Assigned task -
The answer must consist of the records below, repeated exactly.

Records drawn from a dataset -
╭──

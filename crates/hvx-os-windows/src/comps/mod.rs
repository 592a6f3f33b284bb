//! Minimal layouts of the remote loader structures.
//!
//! Each structure covers only the prefix the enumerator needs. Padding is
//! spelled out so the layouts can be read and written as plain bytes.

mod ldr;
mod list_entry;
mod peb;
mod unicode_string;

pub use self::{
    ldr::{LdrDataTableEntry32, LdrDataTableEntry64, PebLdrData32, PebLdrData64},
    list_entry::{ListEntry32, ListEntry64},
    peb::{Peb32, Peb64},
    unicode_string::{RemoteUnicodeString, UnicodeString32, UnicodeString64},
};
//! Neon sign rendering.
//!
//! A neon sign is a single entity: an emissive box mesh plus a `PointLight`,
//! with the flicker state computed by the effects crate. Each frame the
//! computed intensity is written to the light and the material emissive is
//! rescaled proportionally so the glow matches the cast light.

use bevy::prelude::*;

use effects::flicker::NeonFlicker;

/// Abstract flicker units → bevy point-light lumens.
const NEON_LUMENS_PER_UNIT: f32 = 10_000.0;

/// The sign's neon color, kept so the emissive can be rebuilt every frame.
#[derive(Component)]
pub struct NeonSign {
    pub color: Color,
}

/// Spawn a neon sign at `position`. `base_intensity`/`base_emissive` are the
/// steady-state values the flicker oscillates around.
pub fn spawn_neon_sign(
    commands: &mut Commands,
    meshes: &mut Assets<Mesh>,
    materials: &mut Assets<StandardMaterial>,
    position: Vec3,
    color: Color,
    base_intensity: f32,
    base_emissive: f32,
    phase_offset: f32,
) {
    let material = materials.add(StandardMaterial {
        base_color: Color::srgb(0.07, 0.07, 0.07),
        emissive: color.to_linear() * base_emissive,
        metallic: 0.5,
        perceptual_roughness: 0.5,
        ..default()
    });

    commands.spawn((
        NeonSign { color },
        NeonFlicker::new(base_intensity, base_emissive, phase_offset),
        Mesh3d(meshes.add(Cuboid::new(3.0, 1.0, 0.2))),
        MeshMaterial3d(material),
        PointLight {
            color,
            intensity: base_intensity * NEON_LUMENS_PER_UNIT,
            range: 20.0,
            ..default()
        },
        Transform::from_translation(position),
    ));
}

/// System: push this frame's flicker outputs into the light and material.
pub fn apply_neon_flicker(
    mut materials: ResMut<Assets<StandardMaterial>>,
    mut signs: Query<(
        &NeonFlicker,
        &NeonSign,
        &mut PointLight,
        &MeshMaterial3d<StandardMaterial>,
    )>,
) {
    for (flicker, sign, mut light, material_handle) in &mut signs {
        light.intensity = flicker.current_intensity * NEON_LUMENS_PER_UNIT;
        if let Some(material) = materials.get_mut(&material_handle.0) {
            material.emissive = sign.color.to_linear() * flicker.current_emissive;
        }
    }
}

╰──

Output of the task -
filename crates/hvx-os-windows/src/comps/mod.rs
repository 592a6f3f33b284bb
//! Minimal layouts of the remote loader structures.
//!
//! Each structure covers only the prefix the enumerator needs. Padding is
//! spelled out so the layouts can be read and written as plain bytes.

mod ldr;
mod list_entry;
mod peb;
mod unicode_string;

pub use self::{
    ldr::{LdrDataTableEntry32, LdrDataTableEntry64, PebLdrData32, PebLdrData64},
    list_entry::{ListEntry32, ListEntry64},
    peb::{Peb32, Peb64},
    unicode_string::{RemoteUnicodeString, UnicodeString32, UnicodeString64},
};
//! Neon sign rendering.
//!
//! A neon sign is a single entity: an emissive box mesh plus a `PointLight`,
//! with the flicker state computed by the effects crate. Each frame the
//! computed intensity is written to the light and the material emissive is
//! rescaled proportionally so the glow matches the cast light.

use bevy::prelude::*;

use effects::flicker::NeonFlicker;

/// Abstract flicker units → bevy point-light lumens.
const NEON_LUMENS_PER_UNIT: f32 = 10_000.0;

/// The sign's neon color, kept so the emissive can be rebuilt every frame.
#[derive(Component)]
pub struct NeonSign {
    pub color: Color,
}

/// Spawn a neon sign at `position`. `base_intensity`/`base_emissive` are the
/// steady-state values the flicker oscillates around.
pub fn spawn_neon_sign(
    commands: &mut Commands,
    meshes: &mut Assets<Mesh>,
    materials: &mut Assets<StandardMaterial>,
    position: Vec3,
    color: Color,
    base_intensity: f32,
    base_emissive: f32,
    phase_offset: f32,
) {
    let material = materials.add(StandardMaterial {
        base_color: Color::srgb(0.07, 0.07, 0.07),
        emissive: color.to_linear() * base_emissive,
        metallic: 0.5,
        perceptual_roughness: 0.5,
        ..default()
    });

    commands.spawn((
        NeonSign { color },
        NeonFlicker::new(base_intensity, base_emissive, phase_offset),
        Mesh3d(meshes.add(Cuboid::new(3.0, 1.0, 0.2))),
        MeshMaterial3d(material),
        PointLight {
            color,
            intensity: base_intensity * NEON_LUMENS_PER_UNIT,
            range: 20.0,
            ..default()
        },
        Transform::from_translation(position),
    ));
}

/// System: push this frame's flicker outputs into the light and material.
pub fn apply_neon_flicker(
    mut materials: ResMut<Assets<StandardMaterial>>,
    mut signs: Query<(
        &NeonFlicker,
        &NeonSign,
        &mut PointLight,
        &MeshMaterial3d<StandardMaterial>,
    )>,
) {
    for (flicker, sign, mut light, material_handle) in &mut signs {
        light.intensity = flicker.current_intensity * NEON_LUMENS_PER_UNIT;
        if let Some(material) = materials.get_mut(&material_handle.0) {
            material.emissive = sign.color.to_linear() * flicker.current_emissive;
        }
    }
}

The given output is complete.